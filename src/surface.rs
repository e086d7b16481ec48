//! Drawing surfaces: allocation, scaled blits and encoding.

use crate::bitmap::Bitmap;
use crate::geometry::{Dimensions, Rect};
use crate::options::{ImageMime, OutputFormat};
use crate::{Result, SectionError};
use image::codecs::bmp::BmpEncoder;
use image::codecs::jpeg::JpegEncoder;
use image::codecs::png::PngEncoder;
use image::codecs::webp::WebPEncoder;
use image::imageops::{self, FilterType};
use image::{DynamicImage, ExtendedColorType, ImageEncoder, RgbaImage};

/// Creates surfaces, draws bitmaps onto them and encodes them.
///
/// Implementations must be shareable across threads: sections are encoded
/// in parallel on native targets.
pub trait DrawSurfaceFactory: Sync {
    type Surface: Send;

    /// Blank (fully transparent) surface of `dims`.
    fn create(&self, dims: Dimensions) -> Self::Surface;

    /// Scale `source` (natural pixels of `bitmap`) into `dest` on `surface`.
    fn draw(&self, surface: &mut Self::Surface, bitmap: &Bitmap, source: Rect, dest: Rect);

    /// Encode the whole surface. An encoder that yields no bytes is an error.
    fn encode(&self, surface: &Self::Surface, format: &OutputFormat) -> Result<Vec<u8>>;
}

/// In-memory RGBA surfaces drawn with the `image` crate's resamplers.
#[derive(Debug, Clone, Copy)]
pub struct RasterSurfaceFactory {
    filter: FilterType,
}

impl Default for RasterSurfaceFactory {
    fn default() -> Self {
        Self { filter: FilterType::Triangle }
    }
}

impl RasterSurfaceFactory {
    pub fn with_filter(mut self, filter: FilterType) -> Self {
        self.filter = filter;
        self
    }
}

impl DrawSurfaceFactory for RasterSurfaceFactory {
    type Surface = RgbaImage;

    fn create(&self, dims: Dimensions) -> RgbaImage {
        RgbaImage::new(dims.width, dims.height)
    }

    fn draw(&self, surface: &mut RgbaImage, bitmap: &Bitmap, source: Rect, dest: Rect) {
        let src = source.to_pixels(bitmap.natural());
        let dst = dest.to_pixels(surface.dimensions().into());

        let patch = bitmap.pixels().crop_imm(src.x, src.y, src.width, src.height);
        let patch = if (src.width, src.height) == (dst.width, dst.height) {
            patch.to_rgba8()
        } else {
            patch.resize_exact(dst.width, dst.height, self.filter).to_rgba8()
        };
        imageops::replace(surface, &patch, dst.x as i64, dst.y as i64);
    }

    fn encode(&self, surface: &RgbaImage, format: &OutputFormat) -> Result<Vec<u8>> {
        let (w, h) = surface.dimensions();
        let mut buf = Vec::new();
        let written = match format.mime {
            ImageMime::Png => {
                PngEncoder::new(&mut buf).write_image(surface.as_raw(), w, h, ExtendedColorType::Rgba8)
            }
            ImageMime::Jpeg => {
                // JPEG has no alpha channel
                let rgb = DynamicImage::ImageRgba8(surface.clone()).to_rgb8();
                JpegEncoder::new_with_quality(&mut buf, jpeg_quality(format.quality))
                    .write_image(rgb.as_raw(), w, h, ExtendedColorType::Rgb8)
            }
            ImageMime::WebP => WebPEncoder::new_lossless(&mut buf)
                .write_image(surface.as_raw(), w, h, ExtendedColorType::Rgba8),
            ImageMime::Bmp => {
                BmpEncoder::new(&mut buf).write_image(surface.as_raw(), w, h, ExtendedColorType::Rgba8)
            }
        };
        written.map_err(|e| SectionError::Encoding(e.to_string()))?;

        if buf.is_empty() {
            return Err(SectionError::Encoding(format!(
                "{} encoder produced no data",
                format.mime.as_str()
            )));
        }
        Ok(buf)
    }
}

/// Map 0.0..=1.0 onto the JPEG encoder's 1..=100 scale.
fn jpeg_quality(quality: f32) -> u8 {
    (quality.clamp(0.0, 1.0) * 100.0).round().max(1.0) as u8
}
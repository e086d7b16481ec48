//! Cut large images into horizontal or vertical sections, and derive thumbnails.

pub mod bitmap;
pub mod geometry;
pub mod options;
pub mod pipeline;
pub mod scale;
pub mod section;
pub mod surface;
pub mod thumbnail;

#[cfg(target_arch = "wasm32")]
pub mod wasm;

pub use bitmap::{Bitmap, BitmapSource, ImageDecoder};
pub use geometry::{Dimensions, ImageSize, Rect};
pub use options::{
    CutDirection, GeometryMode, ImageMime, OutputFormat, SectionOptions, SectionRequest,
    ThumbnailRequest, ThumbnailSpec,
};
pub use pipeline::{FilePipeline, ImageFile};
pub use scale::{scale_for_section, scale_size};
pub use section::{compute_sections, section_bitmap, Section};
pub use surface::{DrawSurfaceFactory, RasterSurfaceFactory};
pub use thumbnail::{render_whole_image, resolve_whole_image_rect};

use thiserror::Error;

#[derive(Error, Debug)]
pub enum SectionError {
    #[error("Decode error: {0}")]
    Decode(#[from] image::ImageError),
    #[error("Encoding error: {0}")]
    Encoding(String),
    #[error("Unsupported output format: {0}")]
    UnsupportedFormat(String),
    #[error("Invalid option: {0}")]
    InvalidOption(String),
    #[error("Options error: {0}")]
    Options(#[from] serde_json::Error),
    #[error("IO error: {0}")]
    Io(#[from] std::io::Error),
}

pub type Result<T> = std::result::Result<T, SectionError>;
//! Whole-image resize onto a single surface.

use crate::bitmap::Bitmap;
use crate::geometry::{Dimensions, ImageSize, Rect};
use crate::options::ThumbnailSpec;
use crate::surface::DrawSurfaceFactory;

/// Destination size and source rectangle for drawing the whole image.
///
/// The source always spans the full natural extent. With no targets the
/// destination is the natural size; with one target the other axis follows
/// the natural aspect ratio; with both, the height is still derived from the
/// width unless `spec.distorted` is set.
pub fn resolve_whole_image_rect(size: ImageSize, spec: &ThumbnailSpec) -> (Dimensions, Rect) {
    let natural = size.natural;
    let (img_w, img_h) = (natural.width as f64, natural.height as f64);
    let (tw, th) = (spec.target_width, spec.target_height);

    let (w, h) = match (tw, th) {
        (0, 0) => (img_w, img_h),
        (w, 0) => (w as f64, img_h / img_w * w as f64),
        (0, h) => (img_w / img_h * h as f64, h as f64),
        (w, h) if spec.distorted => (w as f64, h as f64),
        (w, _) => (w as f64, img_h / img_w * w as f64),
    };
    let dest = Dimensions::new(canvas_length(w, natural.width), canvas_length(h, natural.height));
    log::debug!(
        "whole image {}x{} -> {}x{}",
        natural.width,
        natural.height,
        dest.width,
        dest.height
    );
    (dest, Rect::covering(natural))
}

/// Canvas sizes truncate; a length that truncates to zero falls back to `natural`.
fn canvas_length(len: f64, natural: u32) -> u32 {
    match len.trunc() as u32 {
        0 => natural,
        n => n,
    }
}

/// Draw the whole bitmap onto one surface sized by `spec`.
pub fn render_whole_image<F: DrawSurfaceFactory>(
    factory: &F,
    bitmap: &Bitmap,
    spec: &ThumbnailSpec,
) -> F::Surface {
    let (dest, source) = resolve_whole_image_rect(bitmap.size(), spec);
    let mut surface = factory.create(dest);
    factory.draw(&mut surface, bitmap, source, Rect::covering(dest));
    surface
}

--

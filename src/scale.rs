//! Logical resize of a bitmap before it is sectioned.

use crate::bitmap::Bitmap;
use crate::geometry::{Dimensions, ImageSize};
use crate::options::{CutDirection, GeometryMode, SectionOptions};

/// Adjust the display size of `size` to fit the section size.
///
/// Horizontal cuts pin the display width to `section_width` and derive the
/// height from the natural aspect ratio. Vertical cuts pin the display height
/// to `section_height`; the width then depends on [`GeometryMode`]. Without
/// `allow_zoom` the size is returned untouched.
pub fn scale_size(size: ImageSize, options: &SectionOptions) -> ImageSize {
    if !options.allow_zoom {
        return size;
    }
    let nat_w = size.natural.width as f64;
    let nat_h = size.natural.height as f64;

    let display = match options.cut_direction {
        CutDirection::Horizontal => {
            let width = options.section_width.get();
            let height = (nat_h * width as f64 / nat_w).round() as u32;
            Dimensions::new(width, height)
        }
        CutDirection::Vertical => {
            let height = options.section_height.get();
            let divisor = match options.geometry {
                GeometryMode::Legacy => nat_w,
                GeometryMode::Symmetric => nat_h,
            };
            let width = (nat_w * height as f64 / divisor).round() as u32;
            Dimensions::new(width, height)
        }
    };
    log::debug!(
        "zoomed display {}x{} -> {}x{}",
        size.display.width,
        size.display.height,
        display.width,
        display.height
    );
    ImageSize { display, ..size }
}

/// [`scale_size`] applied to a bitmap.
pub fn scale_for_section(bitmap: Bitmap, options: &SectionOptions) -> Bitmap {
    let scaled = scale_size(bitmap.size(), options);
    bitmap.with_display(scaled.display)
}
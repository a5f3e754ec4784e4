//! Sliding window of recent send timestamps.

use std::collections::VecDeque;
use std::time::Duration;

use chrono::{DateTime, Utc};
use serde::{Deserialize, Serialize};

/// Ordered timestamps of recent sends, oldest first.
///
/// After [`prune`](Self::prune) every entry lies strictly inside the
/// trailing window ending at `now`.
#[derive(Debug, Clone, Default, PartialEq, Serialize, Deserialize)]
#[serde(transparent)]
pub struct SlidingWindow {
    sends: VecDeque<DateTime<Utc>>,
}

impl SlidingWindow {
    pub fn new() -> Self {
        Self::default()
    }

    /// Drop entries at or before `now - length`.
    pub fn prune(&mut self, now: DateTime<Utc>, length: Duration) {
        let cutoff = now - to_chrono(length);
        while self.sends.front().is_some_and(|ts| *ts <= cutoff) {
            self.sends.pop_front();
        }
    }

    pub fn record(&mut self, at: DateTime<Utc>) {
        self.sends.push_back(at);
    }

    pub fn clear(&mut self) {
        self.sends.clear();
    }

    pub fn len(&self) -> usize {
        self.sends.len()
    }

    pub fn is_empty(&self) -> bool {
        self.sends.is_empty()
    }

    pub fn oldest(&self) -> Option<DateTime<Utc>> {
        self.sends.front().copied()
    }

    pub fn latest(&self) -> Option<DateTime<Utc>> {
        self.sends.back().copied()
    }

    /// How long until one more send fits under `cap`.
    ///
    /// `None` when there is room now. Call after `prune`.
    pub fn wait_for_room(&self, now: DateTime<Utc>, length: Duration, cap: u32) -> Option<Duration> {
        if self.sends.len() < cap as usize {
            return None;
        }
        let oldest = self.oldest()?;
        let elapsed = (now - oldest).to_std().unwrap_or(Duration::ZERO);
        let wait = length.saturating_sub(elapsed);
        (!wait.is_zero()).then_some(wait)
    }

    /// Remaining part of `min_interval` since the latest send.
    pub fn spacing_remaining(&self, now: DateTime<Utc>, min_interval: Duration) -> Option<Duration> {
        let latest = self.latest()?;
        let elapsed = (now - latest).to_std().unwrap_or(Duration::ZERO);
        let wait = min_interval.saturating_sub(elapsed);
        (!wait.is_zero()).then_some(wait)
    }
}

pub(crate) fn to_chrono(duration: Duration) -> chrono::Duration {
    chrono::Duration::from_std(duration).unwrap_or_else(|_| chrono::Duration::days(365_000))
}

--

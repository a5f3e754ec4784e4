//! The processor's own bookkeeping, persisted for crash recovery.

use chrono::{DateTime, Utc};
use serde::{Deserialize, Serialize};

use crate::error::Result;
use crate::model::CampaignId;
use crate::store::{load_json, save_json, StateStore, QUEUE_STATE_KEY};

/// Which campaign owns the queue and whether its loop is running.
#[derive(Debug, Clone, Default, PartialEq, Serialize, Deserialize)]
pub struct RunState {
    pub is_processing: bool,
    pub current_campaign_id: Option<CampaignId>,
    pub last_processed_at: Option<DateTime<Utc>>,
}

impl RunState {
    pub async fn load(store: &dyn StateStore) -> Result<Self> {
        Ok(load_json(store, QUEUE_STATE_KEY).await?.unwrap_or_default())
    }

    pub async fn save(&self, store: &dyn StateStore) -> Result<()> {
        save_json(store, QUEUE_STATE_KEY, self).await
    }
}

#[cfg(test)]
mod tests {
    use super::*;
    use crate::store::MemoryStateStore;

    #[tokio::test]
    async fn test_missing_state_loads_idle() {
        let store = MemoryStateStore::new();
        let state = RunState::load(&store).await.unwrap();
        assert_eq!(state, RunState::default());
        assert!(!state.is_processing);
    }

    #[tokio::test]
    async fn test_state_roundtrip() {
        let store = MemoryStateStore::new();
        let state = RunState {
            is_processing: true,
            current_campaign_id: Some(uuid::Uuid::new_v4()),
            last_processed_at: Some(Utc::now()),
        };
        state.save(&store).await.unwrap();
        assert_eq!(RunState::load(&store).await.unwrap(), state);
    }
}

▶ **What you will do**:
Give back, word for word, only the lines above from the line holding "filename src/surface.rs" to the line holding "fn create(&self, dims: Dimensions) -> Self::Surface;", both included.

▶ **Solution**:
filename src/surface.rs
repository e086d7b16481ec48
//! Drawing surfaces: allocation, scaled blits and encoding.

use crate::bitmap::Bitmap;
use crate::geometry::{Dimensions, Rect};
use crate::options::{ImageMime, OutputFormat};
use crate::{Result, SectionError};
use image::codecs::bmp::BmpEncoder;
use image::codecs::jpeg::JpegEncoder;
use image::codecs::png::PngEncoder;
use image::codecs::webp::WebPEncoder;
use image::imageops::{self, FilterType};
use image::{DynamicImage, ExtendedColorType, ImageEncoder, RgbaImage};

/// Creates surfaces, draws bitmaps onto them and encodes them.
///
/// Implementations must be shareable across threads: sections are encoded
/// in parallel on native targets.
pub trait DrawSurfaceFactory: Sync {
    type Surface: Send;

    /// Blank (fully transparent) surface of `dims`.
    fn create(&self, dims: Dimensions) -> Self::Surface;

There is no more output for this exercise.